Descrevemos a abordagem e os protocolos que usamos para realizar um "ensaio clínico" em modelos PDX que se aproveita das características moleculares do tumor obtidas pelo perfil genômico para determinar a melhor escolha de medicamentos para testes. Várias plataformas de sequenciamento são atualmente usadas para caracterização genômica de tumores primários, incluindo sequenciamento de genoma inteiro, RNAseq e painéis genéticos personalizados. Para carcinoma ovariano de alto grau, mPseq para identificar alterações estruturais, rearranjos de DNA e alterações numécles de número de cópia, é particularmente útil devido ao alto grau de instabilidade genômica observado neste tipo de tumor. A segunda vantagem da plataforma MPseq é que ela cobre todo o genoma, mas custa significativamente menos do que outras tecnologias abrangentes de sequenciamento. O MPseq, no entanto, não é adequado para detecção de mutação de pontos, pois a cobertura base não é suficiente, atingindo apenas 8-10x. Uma das limitações do uso do MPseq sozinho para caracterização genômica de um tumor é a presença de complexos rearranjos cromossômicos agrupados, análises que não predizem a expressão de genes impactados de interesse. Uma junção detectada pelo MPseq prevista para criar um gene putativo de fusão que valida no DNA pelo PCR pode não ser expressa por causa de uma mudança de quadro ou pequenas exclusões e inserções na região do promotor. Da mesma forma, os ganhos cromossômicos e amplificações para potenciais alvos terapêuticos devem ser cuidadosamente avaliados e validados no nível de RNA ou proteína para garantir a expressão do gene de interesse.
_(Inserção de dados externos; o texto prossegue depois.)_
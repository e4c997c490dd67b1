// src/presentation/http/controllers/articles.rs
use crate::application::{
    commands::articles::{CreateArticleCommand, DeleteArticleCommand, UpdateArticleCommand},
    dto::ArticleDto,
    queries::articles::{GetArticleQuery, ListPublishedQuery},
};
use crate::presentation::http::error::{ErrorResponse, HttpResult, IntoHttpResult};
use crate::presentation::http::extractors::{Authenticated, MaybeAuthenticated};
use crate::presentation::http::openapi::StatusResponse;
use crate::presentation::http::state::HttpState;
use axum::{
    Extension, Json,
    extract::{Path, Query},
    http::StatusCode,
};
use serde::Deserialize;
use utoipa::{IntoParams, ToSchema};

#[derive(Debug, Default, Deserialize, IntoParams, ToSchema)]
pub struct ArticleListParams {
    /// Case-insensitive fragment of the title.
    #[serde(default)]
    pub q: Option<String>,
}

/// Any `status` or `moderation_reason` sent by a writer is ignored.
#[derive(Debug, Deserialize, ToSchema)]
pub struct CreateArticleRequest {
    pub title: String,
    pub summary: String,
    pub body: String,
    #[serde(default)]
    pub category: Option<String>,
    #[serde(default)]
    pub image_url: Option<String>,
}

#[derive(Debug, Deserialize, ToSchema)]
pub struct UpdateArticleRequest {
    pub title: Option<String>,
    pub summary: Option<String>,
    pub body: Option<String>,
    pub category: Option<String>,
    /// An empty string removes the image.
    pub image_url: Option<String>,
}

#[utoipa::path(
    get,
    path = "/",
    params(ArticleListParams),
    responses(
        (status = 200, description = "Published articles, newest first.", body = [ArticleDto])
    ),
    tag = "Articles"
)]
pub async fn list_published(
    Extension(state): Extension<HttpState>,
    Query(params): Query<ArticleListParams>,
) -> HttpResult<Json<Vec<ArticleDto>>> {
    state
        .services
        .article_queries
        .list_published(ListPublishedQuery { q: params.q })
        .await
        .into_http()
        .map(Json)
}

#[utoipa::path(
    get,
    path = "/article/{id}",
    params(("id" = i64, Path, description = "Article identifier")),
    responses(
        (status = 200, description = "Article detail.", body = ArticleDto),
        (status = 401, description = "Invalid token.", body = ErrorResponse),
        (status = 404, description = "Article not found or not visible.", body = ErrorResponse)
    ),
    tag = "Articles"
)]
pub async fn get_article(
    Extension(state): Extension<HttpState>,
    actor: MaybeAuthenticated,
    Path(id): Path<i64>,
) -> HttpResult<Json<ArticleDto>> {
    state
        .services
        .article_queries
        .get_article(actor.0.as_ref(), GetArticleQuery { id })
        .await
        .into_http()
        .map(Json)
}

#[utoipa::path(
    post,
    path = "/article",
    request_body = CreateArticleRequest,
    responses(
        (status = 201, description = "Article submitted for review.", body = ArticleDto),
        (status = 400, description = "Invalid article fields.", body = ErrorResponse),
        (status = 401, description = "Unauthorized.", body = ErrorResponse),
        (status = 503, description = "Storage unavailable.", body = ErrorResponse)
    ),
    security(("bearerAuth" = [])),
    tag = "Articles"
)]
pub async fn create_article(
    Extension(state): Extension<HttpState>,
    Authenticated(user): Authenticated,
    Json(payload): Json<CreateArticleRequest>,
) -> HttpResult<(StatusCode, Json<ArticleDto>)> {
    let command = CreateArticleCommand {
        title: payload.title,
        summary: payload.summary,
        body: payload.body,
        category: payload.category,
        image_url: payload.image_url,
    };

    state
        .services
        .article_commands
        .create_article(&user, command)
        .await
        .into_http()
        .map(|article| (StatusCode::CREATED, Json(article)))
}

#[utoipa::path(
    post,
    path = "/article/{id}",
    params(("id" = i64, Path, description = "Article identifier")),
    request_body = UpdateArticleRequest,
    responses(
        (status = 200, description = "Article updated. Published articles return to review.", body = ArticleDto),
        (status = 400, description = "Invalid article fields.", body = ErrorResponse),
        (status = 401, description = "Unauthorized.", body = ErrorResponse),
        (status = 403, description = "Not the owner or an administrator.", body = ErrorResponse),
        (status = 404, description = "Article not found.", body = ErrorResponse),
        (status = 409, description = "Article changed concurrently.", body = ErrorResponse)
    ),
    security(("bearerAuth" = [])),
    tag = "Articles"
)]
pub async fn update_article(
    Extension(state): Extension<HttpState>,
    Authenticated(user): Authenticated,
    Path(id): Path<i64>,
    Json(payload): Json<UpdateArticleRequest>,
) -> HttpResult<Json<ArticleDto>> {
    let command = UpdateArticleCommand {
        id,
        title: payload.title,
        summary: payload.summary,
        body: payload.body,
        category: payload.category,
        image_url: payload.image_url,
    };

    state
        .services
        .article_commands
        .update_article(&user, command)
        .await
        .into_http()
        .map(Json)
}

#[utoipa::path(
    post,
    path = "/article/{id}/delete",
    params(("id" = i64, Path, description = "Article identifier")),
    responses(
        (status = 200, description = "Article deleted.", body = StatusResponse),
        (status = 401, description = "Unauthorized.", body = ErrorResponse),
        (status = 403, description = "Not the owner or an administrator.", body = ErrorResponse),
        (status = 404, description = "Article not found.", body = ErrorResponse)
    ),
    security(("bearerAuth" = [])),
    tag = "Articles"
)]
pub async fn delete_article(
    Extension(state): Extension<HttpState>,
    Authenticated(user): Authenticated,
    Path(id): Path<i64>,
) -> HttpResult<Json<StatusResponse>> {
    state
        .services
        .article_commands
        .delete_article(&user, DeleteArticleCommand { id })
        .await
        .into_http()?;

    Ok(Json(StatusResponse {
        status: "deleted".into(),
    }))
}

#[utoipa::path(
    get,
    path = "/me/articles",
    responses(
        (status = 200, description = "The caller's own articles, newest first.", body = [ArticleDto]),
        (status = 401, description = "Unauthorized.", body = ErrorResponse)
    ),
    security(("bearerAuth" = [])),
    tag = "Articles"
)]
pub async fn list_own_articles(
    Extension(state): Extension<HttpState>,
    Authenticated(user): Authenticated,
) -> HttpResult<Json<Vec<ArticleDto>>> {
    state
        .services
        .article_queries
        .list_for_owner(&user)
        .await
        .into_http()
        .map(Json)
}
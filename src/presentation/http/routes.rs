// src/presentation/http/routes.rs
use crate::presentation::http::state::HttpState;
use crate::presentation::http::{
    controllers::{articles, auth, events, moderation},
    openapi::{self, StatusResponse},
};
use axum::{
    Extension, Router,
    http::{HeaderValue, Method, header},
    routing::{get, post},
};
use std::time::Duration;
use tower_http::{
    cors::{AllowOrigin, Any, CorsLayer},
    trace::TraceLayer,
};

fn cors_layer(allowed_origins: &[String]) -> CorsLayer {
    let base = CorsLayer::new()
        .allow_methods([Method::GET, Method::POST, Method::OPTIONS])
        .allow_headers([header::AUTHORIZATION, header::CONTENT_TYPE])
        .max_age(Duration::from_secs(3600));

    let origins: Vec<HeaderValue> = allowed_origins
        .iter()
        .filter_map(|origin| match HeaderValue::from_str(origin) {
            Ok(value) => Some(value),
            Err(_) => {
                tracing::warn!(origin = %origin, "ignoring invalid CORS origin");
                None
            }
        })
        .collect();

    if origins.is_empty() {
        base.allow_origin(Any)
    } else {
        base.allow_origin(AllowOrigin::list(origins))
    }
}

pub fn build_router(state: HttpState, allowed_origins: &[String]) -> Router {
    Router::new()
        .merge(openapi::docs_router())
        .route("/health", get(health))
        .route("/", get(articles::list_published))
        .route("/article", post(articles::create_article))
        .route(
            "/article/{id}",
            get(articles::get_article).post(articles::update_article),
        )
        .route("/article/{id}/delete", post(articles::delete_article))
        .route("/me/articles", get(articles::list_own_articles))
        .route("/moderate/{id}", post(moderation::moderate_article))
        .route("/admin/articles", get(moderation::list_all_articles))
        .route("/events", get(events::stream_events))
        .route("/auth/register", post(auth::register))
        .route("/auth/login", post(auth::login))
        .route("/auth/me", get(auth::profile))
        .layer(TraceLayer::new_for_http())
        .layer(cors_layer(allowed_origins))
        .layer(Extension(state))
}

#[utoipa::path(
    get,
    path = "/health",
    responses(
        (status = 200, description = "Service health check.", body = StatusResponse)
    ),
    tag = "System"
)]
pub async fn health() -> axum::Json<StatusResponse> {
    axum::Json(StatusResponse {
        status: "ok".into(),
    })
}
Embora, a composição molecular do tumor seja amplamente preservada após a propagação em camundongos por várias gerações, mudanças nos níveis de expressão de genes-chave podem ocorrer ao longo do tempo, refletindo a evolução do tumor, seleção clonal ou resposta adaptativa ao ambiente murino. Assim, a validação de uma alteração destinada à intervenção terapêutica tanto no tumor doador original quanto no tumor PDX é fundamental. Para tumores isolados de modelos PDX tanto RNA quanto proteína podem ser usados para interrogar o nível de expressão, pois o material é abundante. Qualquer um pode ser escolhido para cruzar a expressão no tumor original, dependendo da disponibilidade e tipo do tecido armazenado, e disponibilidade de anticorpos para a detecção de proteína correspondente. O modelo PDX é especificamente inestimável em terapias de combinação de testes, pois o ajuste in vivo permite o monitoramento de efeitos adversos, bem como ajustes de dosagem ou duração no regime de tratamento.

A escolha entre enxerto ortotópico e subcutâneo pode ser feita dependendo das questões específicas abordadas no estudo. No entanto, é importante ter em mente que a sensibilidade dos tumores xenoengrafados à terapêutica pode ser modulada pelo local da implantação⁴⁶. Por outro lado, ainda não foram relatadas evidências sobre a descoberta de medicamentos que mostram uma resposta terapêutica em modelos ortotópicos, mas ausentes em PDX⁹subcutâneamente implantado .

Os autores declaram que não têm conflito de interesses.

Agradecemos aos membros do Mayo Clinic Center for Individualized Medicine (CIM) Dr. Lin Yang e Faye R. Harris, MS, pela ajuda na realização de experimentos. Este trabalho foi apoiado pelo Presente do Sr. e Sra. Neil E. Eckles para o Mayo Clinic Center for Individualized Medicine (CIM).